Assessment of Karyorrhexis Incidence in Exfoliated Buccal Mucosa Epithelial Cells among Fuel Station Employees in Sleman, Special Region of Yogyakarta, Indonesia
Regina TC Tandelilin, Tang Sze Mun, Tetiana Haniastuti
Benzene, Buccal cells, Fuel station employees, Karyorrhexis incidence
Citation Information :
Tandelilin RT, Mun TS, Haniastuti T. Assessment of Karyorrhexis Incidence in Exfoliated Buccal Mucosa Epithelial Cells among Fuel Station Employees in Sleman, Special Region of Yogyakarta, Indonesia. Int J Experiment Dent Sci 2020; 9 (2):62-69.

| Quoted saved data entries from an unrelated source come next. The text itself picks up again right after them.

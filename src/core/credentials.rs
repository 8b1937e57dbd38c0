//! Password hashing and session tokens

use crate::core::auth::{Principal, Role};
use crate::core::error::{ShopError, ShopResult};
use argon2::{
    Argon2,
    password_hash::{PasswordHash, PasswordHasher, PasswordVerifier, SaltString, rand_core::OsRng},
};
use chrono::{Duration, Utc};
use jsonwebtoken::{DecodingKey, EncodingKey, Header, Validation, decode, encode};
use serde::{Deserialize, Serialize};
use uuid::Uuid;

/// Claims carried by a session token
#[derive(Debug, Clone, PartialEq, Serialize, Deserialize)]
pub struct Claims {
    pub id: Uuid,
    pub role: Role,
    pub iat: i64,
    pub exp: i64,
}

/// Issues and verifies HS256 session tokens
#[derive(Clone)]
pub struct TokenService {
    encoding: EncodingKey,
    decoding: DecodingKey,
    ttl: Duration,
}

impl std::fmt::Debug for TokenService {
    fn fmt(&self, f: &mut std::fmt::Formatter<'_>) -> std::fmt::Result {
        f.debug_struct("TokenService")
            .field("ttl", &self.ttl)
            .finish_non_exhaustive()
    }
}

impl TokenService {
    pub fn new(secret: &str, ttl_hours: i64) -> Self {
        Self {
            encoding: EncodingKey::from_secret(secret.as_bytes()),
            decoding: DecodingKey::from_secret(secret.as_bytes()),
            ttl: Duration::hours(ttl_hours),
        }
    }

    /// Sign a token for the principal
    pub fn issue(&self, principal: &Principal) -> ShopResult<String> {
        let now = Utc::now();
        let claims = Claims {
            id: principal.id,
            role: principal.role,
            iat: now.timestamp(),
            exp: (now + self.ttl).timestamp(),
        };
        encode(&Header::default(), &claims, &self.encoding)
            .map_err(|e| ShopError::Internal(format!("Failed to sign token: {}", e)))
    }

    /// Verify signature and expiry
    pub fn verify(&self, token: &str) -> ShopResult<Claims> {
        let mut validation = Validation::default();
        validation.leeway = 0;
        let data = decode::<Claims>(token, &self.decoding, &validation)?;
        Ok(data.claims)
    }
}

/// Hash a plain-text password with Argon2 and a random salt
pub fn hash_password(password: &str) -> ShopResult<String> {
    let salt = SaltString::generate(&mut OsRng);
    Argon2::default()
        .hash_password(password.as_bytes(), &salt)
        .map(|hash| hash.to_string())
        .map_err(|e| ShopError::Internal(format!("Failed to hash password: {}", e)))
}

/// Check a plain-text password against a stored Argon2 hash
pub fn verify_password(password: &str, stored_hash: &str) -> ShopResult<bool> {
    let parsed = PasswordHash::new(stored_hash)
        .map_err(|e| ShopError::Internal(format!("Invalid stored password hash: {}", e)))?;
    match Argon2::default().verify_password(password.as_bytes(), &parsed) {
        Ok(()) => Ok(true),
        Err(argon2::password_hash::Error::Password) => Ok(false),
        Err(e) => Err(ShopError::Internal(format!(
            "Password verification failed: {}",
            e
        ))),
    }
}

#[cfg(test)]
mod tests {
    use super::*;

    const SECRET: &str = "0123456789abcdef0123456789abcdef";

    fn principal(role: Role) -> Principal {
        Principal {
            id: Uuid::new_v4(),
            role,
            name: "Grace".into(),
            email: "grace@example.com".into(),
            is_active: true,
        }
    }

    #[test]
    fn test_token_carries_id_and_role() {
        let tokens = TokenService::new(SECRET, 24);
        let admin = principal(Role::Admin);

        let claims = tokens.verify(&tokens.issue(&admin).unwrap()).unwrap();
        assert_eq!(claims.id, admin.id);
        assert_eq!(claims.role, Role::Admin);
        assert_eq!(claims.exp - claims.iat, 24 * 3600);
    }

    #[test]
    fn test_expired_token_rejected() {
        let tokens = TokenService::new(SECRET, -1);
        let token = tokens.issue(&principal(Role::Customer)).unwrap();

        let err = tokens.verify(&token).unwrap_err();
        assert!(matches!(err, ShopError::Unauthorized(ref m) if m.contains("expired")));
    }

    #[test]
    fn test_token_signed_with_other_secret_rejected() {
        let token = TokenService::new(SECRET, 24)
            .issue(&principal(Role::Customer))
            .unwrap();
        let other = TokenService::new("ffffffffffffffffffffffffffffffff", 24);
        assert!(matches!(
            other.verify(&token),
            Err(ShopError::Unauthorized(_))
        ));
        assert!(matches!(
            other.verify("not-a-token"),
            Err(ShopError::Unauthorized(_))
        ));
    }

    #[test]
    fn test_password_hash_roundtrip() {
        let hash = hash_password("correct horse").unwrap();
        assert_ne!(hash, "correct horse");
        assert!(verify_password("correct horse", &hash).unwrap());
        assert!(!verify_password("battery staple", &hash).unwrap());
    }

    #[test]
    fn test_garbage_hash_is_internal_error() {
        assert!(matches!(
            verify_password("x", "not-a-hash"),
            Err(ShopError::Internal(_))
        ));
    }
}
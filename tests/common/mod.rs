//! Shared helpers for HTTP integration tests
//!
//! `TestApp` wires the full router over fresh in-memory storage and exposes
//! the repositories, so tests can seed documents directly and assert on
//! stored state after each request.

#![allow(dead_code)]

use axum_test::TestServer;
use serde_json::{Value, json};
use storefront::config::AppConfig;
use storefront::core::credentials::{TokenService, hash_password};
use storefront::entities::{Admin, AdminRole, Category, Product, User};
use storefront::server::ServerBuilder;
use storefront::storage::Repositories;
use uuid::Uuid;

pub const SECRET: &str = "integration-test-secret-0123456789abcdef";
pub const PASSWORD: &str = "password123";

pub struct TestApp {
    pub server: TestServer,
    pub repos: Repositories,
    pub tokens: TokenService,
}

/// An account seeded straight into storage plus a valid token for it
pub struct Account {
    pub id: Uuid,
    pub email: String,
    pub token: String,
}

impl TestApp {
    pub fn new() -> Self {
        let mut config = AppConfig::default();
        config.auth.jwt_secret = SECRET.to_string();
        let repos = Repositories::in_memory();

        let app = ServerBuilder::new()
            .with_config(config.clone())
            .with_repositories(repos.clone())
            .build()
            .expect("Failed to build router");
        let server = TestServer::new(app).expect("Failed to create test server");

        Self {
            server,
            repos,
            tokens: TokenService::new(SECRET, config.auth.token_ttl_hours),
        }
    }

    pub async fn customer(&self, name: &str) -> Account {
        let email = format!("{}@example.com", name.to_lowercase());
        let user = User::new(
            name.to_string(),
            &email,
            hash_password(PASSWORD).unwrap(),
            None,
        );
        let user = self.repos.users.create(user).await.unwrap();
        Account {
            id: user.id,
            token: self.tokens.issue(&user.principal()).unwrap(),
            email: user.email,
        }
    }

    pub async fn admin(&self, name: &str, role: AdminRole) -> Account {
        let email = format!("{}@staff.example.com", name.to_lowercase());
        let admin = Admin::new(
            name.to_string(),
            &email,
            hash_password(PASSWORD).unwrap(),
            role,
        );
        let admin = self.repos.admins.create(admin).await.unwrap();
        Account {
            id: admin.id,
            token: self.tokens.issue(&admin.principal()).unwrap(),
            email: admin.email,
        }
    }

    pub async fn category(&self, name: &str) -> Category {
        self.repos
            .categories
            .create(Category::new(name.to_string(), None))
            .await
            .unwrap()
    }

    pub async fn product(&self, name: &str, price: f64, stock: i64, category: &str) -> Product {
        self.repos
            .products
            .create(Product::new(
                name.to_string(),
                format!("{} description", name),
                price,
                category.to_string(),
                stock,
                None,
            ))
            .await
            .unwrap()
    }

    pub async fn stock_of(&self, id: &Uuid) -> i64 {
        self.repos.products.get(id).await.unwrap().unwrap().stock
    }
}

pub fn shipping_address() -> Value {
    json!({
        "fullName": "Ada Lovelace",
        "address": "12 Analytical Way",
        "city": "London",
        "postalCode": "N1 9GU",
        "country": "UK"
    })
}

pub fn order_body(lines: &[(Uuid, i64)]) -> Value {
    let items: Vec<Value> = lines
        .iter()
        .map(|(product, quantity)| json!({ "product": product, "quantity": quantity }))
        .collect();
    json!({
        "orderItems": items,
        "shippingAddress": shipping_address(),
        "paymentMethod": "card"
    })
}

Introduction: Benzene exposure from petrol vapor possesses a health risk to humans, particularly fuel station employees through the inward breath of the unstable portions of petrol during vehicles refueling. This may trigger an increase in nuclear abnormalities and lead to DNA impairment pieces of evidence. The purpose of this study was to evaluate the incidence of karyorrhexis occurred in buccal mucosa epithelial cells among fuel station employees in Sleman, Special Region of Yogyakarta, Indonesia, to explore the possible cytogenetic risk on occupational exposure to petrol derivatives. Materials and methods: A total of 15 fuel station employees and 15 control subjects within the age group of 20–55 years were initiated. Buccal smears were obtained from the oral cavity with cytobrush and smeared into slides. Afterward, these specimens were stained with Papanicolaou\'s method and then analyzed for nuclear abnormalities. Karyorrhexis incidence was recorded as per 1,000 cells counted using a light microscope and then statistically analyzed with an independent T-test (p < 0.05). Results: The result revealed that there were statistically significant higher frequencies (p < 0.05) of karyorrhexis incidence between the exposed employees compared to the controls. The result revealed that among the exposed employees compared to the controls there were statistically significant higher frequencies (p < 0.05) of karyorrhexis incidence. Conclusion: This research concluded that exposure to petrol derivatives such as benzene increases the karyorrhexis incidence of exfoliated buccal mucosa epithelial cells on fuel station employees in Sleman, Special Region of Yogyakarta, Indonesia. Clinical significance: This study indicates increased karyorrhexis incidence of exfoliated buccal mucosa epithelial cells caused by repeated exposure to benzene.